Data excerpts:
▬▬▬▬▬▬▬▬▬▬
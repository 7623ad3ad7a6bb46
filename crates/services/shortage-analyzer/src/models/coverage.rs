use chrono::NaiveTime;
use serde::{Deserialize, Serialize};

/// Where a cell's target comes from.
#[derive(Debug, Clone, Copy, Serialize, Deserialize, PartialEq, Eq, Hash, Default)]
#[serde(rename_all = "SCREAMING_SNAKE_CASE")]
pub enum CoverageMode {
    /// Target is the role's need grid.
    #[default]
    NeedBased,
    /// Target is the role's own historical mean over a baseline window.
    BaselineRelative,
}

#[derive(Debug, Clone, Copy, Serialize, Deserialize, PartialEq, Eq, PartialOrd, Ord, Hash)]
#[serde(rename_all = "SCREAMING_SNAKE_CASE")]
pub enum Severity {
    None,
    Moderate,
    Critical,
}

/// Coverage of one role in one slot, as daily averages.
#[derive(Debug, Clone, Serialize, Deserialize, PartialEq)]
pub struct CoverageCell {
    pub role: String,
    pub slot: usize,
    pub time: NaiveTime,
    /// Mean allocated staff over the allocation period.
    pub actual: f64,
    /// Target staff under `mode`.
    pub target: f64,
    /// Mean required staff from the need grid, when the role has one.
    pub need: Option<f64>,
    /// `actual / target`; `+inf` when only the target is zero.
    #[serde(with = "ratio_serde")]
    pub ratio: f64,
    pub severity: Severity,
    pub mode: CoverageMode,
}

impl CoverageCell {
    /// Staff missing against the target (negative when over target).
    pub fn gap(&self) -> f64 {
        self.target - self.actual
    }
}

/// Full per-(role, slot) matrix plus the shortage spots.
#[derive(Debug, Clone, Default, Serialize, Deserialize, PartialEq)]
pub struct CoverageMatrix {
    pub slot_minutes: u32,
    pub cells: Vec<CoverageCell>,
    /// Cells with severity other than NONE, ratio ascending.
    pub shortage_spots: Vec<CoverageCell>,
}

impl CoverageMatrix {
    pub fn cells_for<'a>(&'a self, role: &'a str) -> impl Iterator<Item = &'a CoverageCell> + 'a {
        self.cells.iter().filter(move |c| c.role == role)
    }

    pub fn critical_count(&self) -> usize {
        self.shortage_spots
            .iter()
            .filter(|c| c.severity == Severity::Critical)
            .count()
    }
}

/// Ratios are numbers in JSON except `+inf`, written as the string `"inf"`.
pub mod ratio_serde {
    use serde::{Deserialize, Deserializer, Serializer};

    pub const INFINITY_TOKEN: &str = "inf";

    pub fn serialize<S: Serializer>(value: &f64, serializer: S) -> Result<S::Ok, S::Error> {
        if value.is_infinite() && value.is_sign_positive() {
            serializer.serialize_str(INFINITY_TOKEN)
        } else {
            serializer.serialize_f64(*value)
        }
    }

    #[derive(Deserialize)]
    #[serde(untagged)]
    enum RatioRepr {
        Number(f64),
        Text(String),
    }

    pub fn deserialize<'de, D: Deserializer<'de>>(deserializer: D) -> Result<f64, D::Error> {
        match RatioRepr::deserialize(deserializer)? {
            RatioRepr::Number(v) => Ok(v),
            RatioRepr::Text(s) if s == INFINITY_TOKEN => Ok(f64::INFINITY),
            RatioRepr::Text(s) => Err(serde::de::Error::custom(format!(
                "invalid coverage ratio '{s}'"
            ))),
        }
    }
}

#[cfg(test)]
mod tests {
    use super::*;

    fn cell(ratio: f64) -> CoverageCell {
        CoverageCell {
            role: "nurse".into(),
            slot: 18,
            time: NaiveTime::from_hms_opt(9, 0, 0).unwrap(),
            actual: 2.0,
            target: 0.0,
            need: Some(0.0),
            ratio,
            severity: Severity::None,
            mode: CoverageMode::NeedBased,
        }
    }

    #[test]
    fn test_infinite_ratio_serializes_as_token() {
        let json = serde_json::to_value(cell(f64::INFINITY)).unwrap();
        assert_eq!(json["ratio"], "inf");

        let back: CoverageCell = serde_json::from_value(json).unwrap();
        assert!(back.ratio.is_infinite());
    }

    #[test]
    fn test_finite_ratio_is_number() {
        let json = serde_json::to_value(cell(0.25)).unwrap();
        assert_eq!(json["ratio"], 0.25);
        assert_eq!(json["severity"], "NONE");
        assert_eq!(json["mode"], "NEED_BASED");
    }

    #[test]
    fn test_gap() {
        assert_eq!(cell(1.0).gap(), -2.0);
    }
}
▬▬▬▬▬▬▬▬▬▬
Directions for this task:
Using the entries above, quote each line verbatim from the first through the line that contains "as daily averages.".

Output of the exercise:
repository 7623ad3ad7a6bb46
filename crates/services/shortage-analyzer/src/models/coverage.rs
use chrono::NaiveTime;
use serde::{Deserialize, Serialize};

/// Where a cell's target comes from.
#[derive(Debug, Clone, Copy, Serialize, Deserialize, PartialEq, Eq, Hash, Default)]
#[serde(rename_all = "SCREAMING_SNAKE_CASE")]
pub enum CoverageMode {
    /// Target is the role's need grid.
    #[default]
    NeedBased,
    /// Target is the role's own historical mean over a baseline window.
    BaselineRelative,
}

#[derive(Debug, Clone, Copy, Serialize, Deserialize, PartialEq, Eq, PartialOrd, Ord, Hash)]
#[serde(rename_all = "SCREAMING_SNAKE_CASE")]
pub enum Severity {
    None,
    Moderate,
    Critical,
}

/// Coverage of one role in one slot, as daily averages.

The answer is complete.